Architetti, progettisti e costruttori ebbero
il loro momento più felice al tempo di
Nerone, come conseguenza del terremoto del
62 d.C. Infatti, durante gli ultimi
diciassette anni della vita della città essi
furono chiamati, non solo ad ampliare la
zona di Pompei, ma anche a ricostruire i
numerosi edifici che il terremoto aveva
distrutto o danneggiato. Tuttavia ciò prese
molto tempo ed i costruttori non portarono a
termine il loro lavoro; i grandiosi progetti
per la ricostruzione degli edifici pubblici
in molti casi non erano stati neanche
avviati quando l'eruzione vesuviana del 79
d.C. ne provocarono la cancellazione totale.
Nei visitatori desta sempre sorpresa lo
scoprire come fossero anguste la maggior
parte delle strade dell'epoca. A Pompei esse
erano larghe 2.4 o 3.6 o 4.5 metri, e la più
ampia di tutte misurava poco più di sette
metri. Su ambe due i lati delle strade
principali v'erano zone soprelevate
(marciapiedi) ma, poiché nel mezzo v'erano
acque di scolo, si disponevano tra di esse
grosse pietre per permettere ai pedoni di
passare da un lato all'altro della strada.
In molti incroci si incontrano delle fontane
decorate con pietre scolpite sormontanti la
vasca rettangolare di pietra. Le fontane,
come pure numerosi edifici, erano alimentate
da tubazioni di piombo disposte sotto i
marciapiedi e che prendevano l'acqua da
grosse cisterne, essa arrivava alle cisterne
dalle colline dell'interno per mezzo un
acquedotto che cominciava da Serino, nei
pressi dell'odierna Avellino, a 26
chilometri nell'entroterra. Le mura di
Pompei rappresentano uno dei più importanti
sistemi di fortificazione di città italica
preromana che siano giunti fino a noi. In
esse si notano non meno di quattro fasi di
costruzione. Nel corso del II cesolo a.C. le
difese vennero ulteriormente rinforzate e
alla fine, verso il 100, furono aggiunte
dodici torri.
Pompei aveva sette porte, cinque delle quali
comunicavano con importanti strade esterne.
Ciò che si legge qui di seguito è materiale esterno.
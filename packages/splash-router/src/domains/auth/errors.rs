use thiserror::Error;

/// Reasons a stored token could not be read.
///
/// The splash flow never shows these to the user; a malformed token simply
/// routes to login.
#[derive(Error, Debug)]
pub enum MalformedTokenError {
    #[error("Expected 3 dot-separated segments, found {0}")]
    SegmentCount(usize),

    #[error("Payload is not valid base64: {0}")]
    Base64(#[from] base64::DecodeError),

    #[error("Payload is not valid UTF-8: {0}")]
    Utf8(#[from] std::string::FromUtf8Error),

    #[error("Payload is not valid JSON: {0}")]
    Json(#[from] serde_json::Error),

    #[error("Payload is not a JSON object")]
    NotAnObject,
}
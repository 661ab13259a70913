// Test dependencies - mock implementations for testing
//
// Provides spy and failing collaborators that can be injected into SplashFlow.

use anyhow::{anyhow, Result};
use async_trait::async_trait;
use std::sync::{Arc, Mutex};

use super::{BaseKeyValueStore, BaseNavigator, InMemoryKeyValueStore};

// =============================================================================
// Spy Navigator
// =============================================================================

/// Records every `replace` call. Can be told to fail.
#[derive(Clone, Default)]
pub struct SpyNavigator {
    calls: Arc<Mutex<Vec<String>>>,
    fail: bool,
}

impl SpyNavigator {
    pub fn new() -> Self {
        Self::default()
    }

    /// Navigator whose `replace` always errors (after recording the call)
    pub fn failing() -> Self {
        Self {
            fail: true,
            ..Self::default()
        }
    }

    /// Screen names passed to `replace`, in order
    pub fn calls(&self) -> Vec<String> {
        self.calls.lock().unwrap().clone()
    }

    /// The most recent screen navigated to
    pub fn last_screen(&self) -> Option<String> {
        self.calls.lock().unwrap().last().cloned()
    }
}

#[async_trait]
impl BaseNavigator for SpyNavigator {
    async fn replace(&self, screen_name: &str) -> Result<()> {
        self.calls.lock().unwrap().push(screen_name.to_string());
        if self.fail {
            return Err(anyhow!("navigator unavailable"));
        }
        Ok(())
    }
}

// =============================================================================
// Failing Key-Value Store
// =============================================================================

/// Wraps an in-memory store and fails reads and/or writes on demand.
#[derive(Clone, Default)]
pub struct FailingKeyValueStore {
    inner: InMemoryKeyValueStore,
    fail_get: bool,
    fail_set: bool,
}

impl FailingKeyValueStore {
    /// Every `get` fails
    pub fn failing_reads(inner: InMemoryKeyValueStore) -> Self {
        Self {
            inner,
            fail_get: true,
            fail_set: false,
        }
    }

    /// Reads succeed, every `set` fails
    pub fn failing_writes(inner: InMemoryKeyValueStore) -> Self {
        Self {
            inner,
            fail_get: false,
            fail_set: true,
        }
    }

    pub fn inner(&self) -> &InMemoryKeyValueStore {
        &self.inner
    }
}

#[async_trait]
impl BaseKeyValueStore for FailingKeyValueStore {
    async fn get(&self, key: &str) -> Result<Option<String>> {
        if self.fail_get {
            return Err(anyhow!("storage read failed for {}", key));
        }
        self.inner.get(key).await
    }

    async fn set(&self, key: &str, value: &str) -> Result<()> {
        if self.fail_set {
            return Err(anyhow!("storage write failed for {}", key));
        }
        self.inner.set(key, value).await
    }
}
//! Splash routing decision
//!
//! `route` is a pure, total function: every combination of stored flags maps
//! to exactly one destination. Malformed tokens are logged and treated as
//! logged out.

use tracing::{debug, warn};

use super::decision::RoutingDecision;
use crate::domains::auth::{self, StoredSession, UserType};

/// Decide where to send the user given the stored session and the current time.
pub fn route(session: &StoredSession, now_epoch_seconds: i64) -> RoutingDecision {
    if session.is_first_launch() {
        debug!("No first-launch marker, routing to onboarding");
        return RoutingDecision::Onboarding;
    }

    let (Some(token), Some(user_type)) = (session.token(), session.user_type()) else {
        debug!(
            has_token = session.token().is_some(),
            has_user_type = session.user_type().is_some(),
            "Stored session incomplete, routing to login"
        );
        return RoutingDecision::Login;
    };

    let claims = match auth::decode(token) {
        Ok(claims) => claims,
        Err(e) => {
            warn!(error = %e, "Stored token is malformed, routing to login");
            return RoutingDecision::Login;
        }
    };

    let Some(expires_at) = claims.expires_at else {
        warn!("Stored token has no numeric exp claim, routing to login");
        return RoutingDecision::Login;
    };

    if claims.is_expired_at(now_epoch_seconds) {
        debug!(expires_at, now = now_epoch_seconds, "Token expired, routing to login");
        return RoutingDecision::Login;
    }

    match user_type.parse::<UserType>() {
        Ok(UserType::Caregiver) => RoutingDecision::CaregiverHome,
        Ok(UserType::Friend) => RoutingDecision::FriendHome,
        Err(e) => {
            debug!(error = %e, "Routing to login");
            RoutingDecision::Login
        }
    }
}

#[cfg(test)]
mod tests {
    use super::*;
    use crate::domains::auth::encode_unsigned;
    use serde_json::{json, Value};

    const NOW: i64 = 1_700_000_000;

    fn token_expiring_at(exp: i64) -> String {
        let Value::Object(payload) = json!({ "sub": "member-1", "exp": exp }) else {
            unreachable!()
        };
        encode_unsigned(&payload)
    }

    fn session(flag: Option<&str>, token: Option<&str>, user_type: Option<&str>) -> StoredSession {
        StoredSession {
            first_launch_flag: flag.map(str::to_string),
            token: token.map(str::to_string),
            user_type: user_type.map(str::to_string),
        }
    }

    #[test]
    fn test_first_launch_routes_to_onboarding_regardless_of_other_fields() {
        let valid = token_expiring_at(NOW + 3600);
        for token in [None, Some("abc"), Some(valid.as_str())] {
            for user_type in [None, Some("caregiver"), Some("friend"), Some("other")] {
                assert_eq!(
                    route(&session(None, token, user_type), NOW),
                    RoutingDecision::Onboarding
                );
            }
        }
    }

    #[test]
    fn test_missing_token_routes_to_login() {
        assert_eq!(
            route(&session(Some("false"), None, Some("friend")), NOW),
            RoutingDecision::Login
        );
    }

    #[test]
    fn test_missing_user_type_routes_to_login() {
        let token = token_expiring_at(NOW + 3600);
        assert_eq!(
            route(&session(Some("false"), Some(&token), None), NOW),
            RoutingDecision::Login
        );
    }

    #[test]
    fn test_empty_token_routes_to_login() {
        assert_eq!(
            route(&session(Some("false"), Some(""), Some("friend")), NOW),
            RoutingDecision::Login
        );
    }

    #[test]
    fn test_expired_token_routes_to_login() {
        let token = token_expiring_at(NOW - 1);
        assert_eq!(
            route(&session(Some("false"), Some(&token), Some("caregiver")), NOW),
            RoutingDecision::Login
        );
    }

    #[test]
    fn test_token_expiring_now_is_still_valid() {
        let token = token_expiring_at(NOW);
        assert_eq!(
            route(&session(Some("false"), Some(&token), Some("caregiver")), NOW),
            RoutingDecision::CaregiverHome
        );
    }

    #[test]
    fn test_valid_friend_token_routes_to_friend_home() {
        let token = token_expiring_at(NOW + 3600);
        assert_eq!(
            route(&session(Some("false"), Some(&token), Some("friend")), NOW),
            RoutingDecision::FriendHome
        );
    }

    #[test]
    fn test_valid_caregiver_token_routes_to_caregiver_home() {
        let token = token_expiring_at(NOW + 3600);
        assert_eq!(
            route(&session(Some("false"), Some(&token), Some("caregiver")), NOW),
            RoutingDecision::CaregiverHome
        );
    }

    #[test]
    fn test_unknown_user_type_routes_to_login() {
        let token = token_expiring_at(NOW + 3600);
        assert_eq!(
            route(&session(Some("false"), Some(&token), Some("admin")), NOW),
            RoutingDecision::Login
        );
    }

    #[test]
    fn test_malformed_token_routes_to_login() {
        assert_eq!(
            route(&session(Some("false"), Some("abc"), Some("caregiver")), NOW),
            RoutingDecision::Login
        );
    }

    #[test]
    fn test_token_without_exp_routes_to_login() {
        let Value::Object(payload) = json!({ "sub": "member-1" }) else {
            unreachable!()
        };
        let token = encode_unsigned(&payload);
        assert_eq!(
            route(&session(Some("false"), Some(&token), Some("friend")), NOW),
            RoutingDecision::Login
        );
    }

    #[test]
    fn test_unexpired_tokens_reach_user_type_dispatch() {
        for offset in [0, 1, 60, 3600, 86_400 * 365] {
            let token = token_expiring_at(NOW + offset);
            assert_eq!(
                route(&session(Some("false"), Some(&token), Some("friend")), NOW),
                RoutingDecision::FriendHome,
                "offset {offset}"
            );
        }
    }

    #[test]
    fn test_route_is_total() {
        let valid = token_expiring_at(NOW + 3600);
        let expired = token_expiring_at(NOW - 3600);
        let flags = [None, Some(""), Some("false")];
        let tokens = [
            None,
            Some(""),
            Some("abc"),
            Some("a.!!.c"),
            Some(valid.as_str()),
            Some(expired.as_str()),
        ];
        let user_types = [None, Some(""), Some("caregiver"), Some("friend"), Some("admin")];

        for flag in flags {
            for token in tokens {
                for user_type in user_types {
                    let decision = route(&session(flag, token, user_type), NOW);
                    if flag.is_none() {
                        assert_eq!(decision, RoutingDecision::Onboarding);
                    } else if token != Some(valid.as_str()) {
                        assert_eq!(decision, RoutingDecision::Login);
                    }
                }
            }
        }
    }
}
Subito fuori le mura si estendevano grandi
aree principalmente adibite a cimiteri, dal
momento che le sepolture e le cremazioni
erano proibite all'interno della città. I
rapporti tra i vivi ed i morti erano molto
intimi; alcune delle tombe più grandi erano
dotate di sala da pranzo e perfino di cucina
per i banchetti annuali previsti nel
testamento di coloro che vi erano sepolti.